Detached in this pious sort of way, Eugenio Pacelli was still worldly enough as Vatican Secretary of State to have negotiated the Reich Concordat with Hitler. Cornwell argues that the Concordat fatally weakened the Catholic Center party (by forcing it to dissolve "voluntarily") and thus neutralized all effective political opposition to him. While passionately argued, this part of the book is neither new nor completely convincing. (More than half of the footnotes in the two chapters on the Concordat begin with the words "Quoted in." These chapters are heavily dependent upon important books by Scholder, Helmreich, Volk and Friedlander.)

And, like so much of the book, it subsides into speculation with an odd conviction of certainty. Really, it is impossible to say with any confidence that the Center Party or Catholics in general would have resisted Hitler had it not been for the Concordat. In fact, the Party had been sliding rightward even before 1933. After 1933, many Catholics partly out of weariness with political and economic chaos kindled to Hitler’s promises of order and to his denunciations of Communism. Many were all too ready to embrace, or at least tolerate, him by then. Not least of these were the German bishops, who were not nearly so resistant to the Concordat as Cornwell suggests. In fact, most were probably relieved to have an agreement that at least seemed to protect the interests and clarify the status of the church in Germany. It is also worth remembering that Pacelli was not free-lancing but acting on behalf of a sitting pope, Pius XI.

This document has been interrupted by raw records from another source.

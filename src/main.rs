use std::path::PathBuf;
use std::sync::Arc;
use std::time::Duration;

use clap::{Parser, Subcommand};
use tokio_util::sync::CancellationToken;
use tracing::{info, warn};
use tracing_subscriber::EnvFilter;

use trellis_core::config::AppConfig;
use trellis_core::event::EventBus;
use trellis_core::traits::{ChatClient, JobQueue, ToolInvoker, WorkflowStore};
use trellis_engine::{HandlerDeps, MemoryQueue, RunCoordinator, WorkerPool};
use trellis_gateway::GatewayServer;
use trellis_llm::{OpenAiClient, RetryingClient};
use trellis_store::SqliteStore;
use trellis_tools::HttpToolInvoker;

#[derive(Parser)]
#[command(name = "trellis", version, about = "Workflow-graph execution engine")]
struct Cli {
    /// Path to config file
    #[arg(short, long, default_value = "trellis.toml")]
    config: PathBuf,

    #[command(subcommand)]
    command: Option<Commands>,
}

#[derive(Subcommand)]
enum Commands {
    /// Start the gateway and the worker pool
    Serve,
    /// Start workers only (no HTTP surface)
    Worker,
    /// Show the effective configuration
    Config,
}

struct Runtime {
    config: AppConfig,
    store: Arc<dyn WorkflowStore>,
    queue: Arc<dyn JobQueue>,
    bus: Arc<EventBus>,
    coordinator: Arc<RunCoordinator>,
    deps: HandlerDeps,
}

fn build_runtime(config: AppConfig) -> anyhow::Result<Runtime> {
    let store: Arc<dyn WorkflowStore> =
        Arc::new(SqliteStore::open(std::path::Path::new(&config.store.path))?);
    let bus = Arc::new(EventBus::new(config.engine.event_capacity));
    let queue: Arc<dyn JobQueue> = Arc::new(MemoryQueue::new(Duration::from_secs(
        config.queue.visibility_timeout_secs,
    )));

    let llm: Arc<dyn ChatClient> = Arc::new(RetryingClient::new(
        Box::new(OpenAiClient::new(&config.model)?),
        config.retry.clone(),
    ));
    let tools: Arc<dyn ToolInvoker> = Arc::new(HttpToolInvoker::new(
        config.model.request_timeout_secs,
        config.retry.clone(),
    )?);

    let coordinator = Arc::new(RunCoordinator::new(
        store.clone(),
        queue.clone(),
        bus.clone(),
    ));
    let deps = HandlerDeps {
        store: store.clone(),
        llm,
        tools,
        config: config.clone(),
    };

    Ok(Runtime {
        config,
        store,
        queue,
        bus,
        coordinator,
        deps,
    })
}

#[tokio::main]
async fn main() -> anyhow::Result<()> {
    tracing_subscriber::fmt()
        .with_env_filter(
            EnvFilter::try_from_default_env()
                .unwrap_or_else(|_| EnvFilter::new("trellis=info,warn")),
        )
        .init();

    let cli = Cli::parse();

    let config = if cli.config.exists() {
        AppConfig::load(&cli.config)?
    } else {
        warn!(path = %cli.config.display(), "No config file found, using defaults");
        AppConfig::default()
    };

    match cli.command.unwrap_or(Commands::Serve) {
        Commands::Config => {
            println!("{}", toml::to_string_pretty(&config)?);
            Ok(())
        }
        Commands::Worker => {
            let runtime = build_runtime(config)?;
            let cancel = CancellationToken::new();
            let workers = WorkerPool::spawn(
                runtime.config.engine.workers,
                runtime.queue.clone(),
                runtime.bus.clone(),
                runtime.coordinator.clone(),
                runtime.deps.clone(),
                cancel.clone(),
            );
            info!(workers = workers.len(), "Worker pool running");

            tokio::signal::ctrl_c().await?;
            info!("Shutting down");
            cancel.cancel();
            for handle in workers {
                let _ = handle.await;
            }
            Ok(())
        }
        Commands::Serve => {
            let runtime = build_runtime(config)?;
            let cancel = CancellationToken::new();

            let workers = WorkerPool::spawn(
                runtime.config.engine.workers,
                runtime.queue.clone(),
                runtime.bus.clone(),
                runtime.coordinator.clone(),
                runtime.deps.clone(),
                cancel.clone(),
            );
            info!(workers = workers.len(), "Worker pool running");

            let gateway = GatewayServer::new(
                runtime.config.gateway.clone().unwrap_or_default(),
                runtime.store.clone(),
                runtime.coordinator.clone(),
                runtime.bus.clone(),
            );

            let server_cancel = cancel.clone();
            let server = tokio::spawn(async move { gateway.run(server_cancel).await });

            tokio::signal::ctrl_c().await?;
            info!("Shutting down");
            cancel.cancel();

            let _ = server.await?;
            for handle in workers {
                let _ = handle.await;
            }
            Ok(())
        }
    }
}
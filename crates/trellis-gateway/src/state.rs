use std::sync::Arc;

use trellis_core::config::GatewayConfig;
use trellis_core::event::EventBus;
use trellis_core::traits::WorkflowStore;
use trellis_engine::RunCoordinator;

/// Shared application state for axum handlers.
pub struct AppState {
    pub config: GatewayConfig,
    pub store: Arc<dyn WorkflowStore>,
    pub coordinator: Arc<RunCoordinator>,
    pub bus: Arc<EventBus>,
}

Cornwell’s treatment of an earlier Concordat, with Serbia, is the one point where the book indisputably goes off the rails. In 1914, Pacelli concluded a Concordat intended to protect Catholic interests in Serbia. This so angered the Austro-Hungarians, Cornwell argues, that it, in effect, led to the First World War made it "inevitable" (p. 51) as Cornwell puts it. It may be true that war was inevitable, but the Concordat had nothing to do with it. Much more pertinent were numerous sources of tension between Vienna and Serbia, a complex network of alliances that guaranteed that, once begun, war would draw all in and, finally, an explosive event in the assassination of the Archduke in Sarajevo. To suggest Pacelli’s Concordat played any role in leading the world to war is really quite odd.

Cornwell is not on much stronger ground when it comes to Pius’s supposed anti-semitism. He rests much of his case on Pius’s recorded observations, in 1919, of the radical uprising in Munich, which led, briefly, to the establishment of a Soviet-style republic. Deplorably, Pius described Max Levien, its leader, as a "Russian and a Jew. Pale, dirty..." Some of Levien’s female fellow-travelers were, in Pacelli’s words, "Jews like the rest of them." Looking back through the lens of the Holocaust, these words seem damnable, and of course, in a sense, they are. But it is crucial to observe that these words, reprehensible as they are, in no way can be connected with the Nazi genocidal project or later sympathy with Hitler, the Final Solution or racial, murderous antisemitism. These words instead were part of the odious, everyday, common antisemitism by which virtually all Catholics, and all Christians, were infected.

To say that Pacelli was an anti-Semite thus is not to say all that much. Clearly, he failed to transcend some of the evil and destructive cultural presuppositions of Christianity. If Cornwell is right to insist that this disqualifies him for canonization, he is wrong to imply that this made him an ideal candidate to be "Hitler’s Pope" or a perfect collaborator in genocide.

Cornwell is stronger on the issue of the pope’s "silence," though, here also, he tends to speculation. In his Christmas 1942 address Pius did refer, if obliquely, to the Final Solution and "those thousands who, without any fault of their own, sometimes only by reason of their nationality or race, are marked down for death or gradual distinction." Obviously, Pius did not explicitly mention either Nazis or Jews here. For Cornwell, this counts as a trivialization of the Holocaust, and that reference to "thousands" makes it hard to disagree with him here. (Though a document recently discovered in the National Archives seems to indicate Pius, if tragically and erroneously, believed reports of Nazi atrocities exaggerated.) Cornwell also argues that Pius thus gave comfort to Hitler and made complacent millions of consciences who might otherwise have been induced to resist, or at least not to cooperate with, Hitler’s murderous plans. Mussolini himself dismissed the speech contemptuously for being laden with platitudes. All of this, Cornwell argues, made Pius "complicit" (p. 297) in genocide.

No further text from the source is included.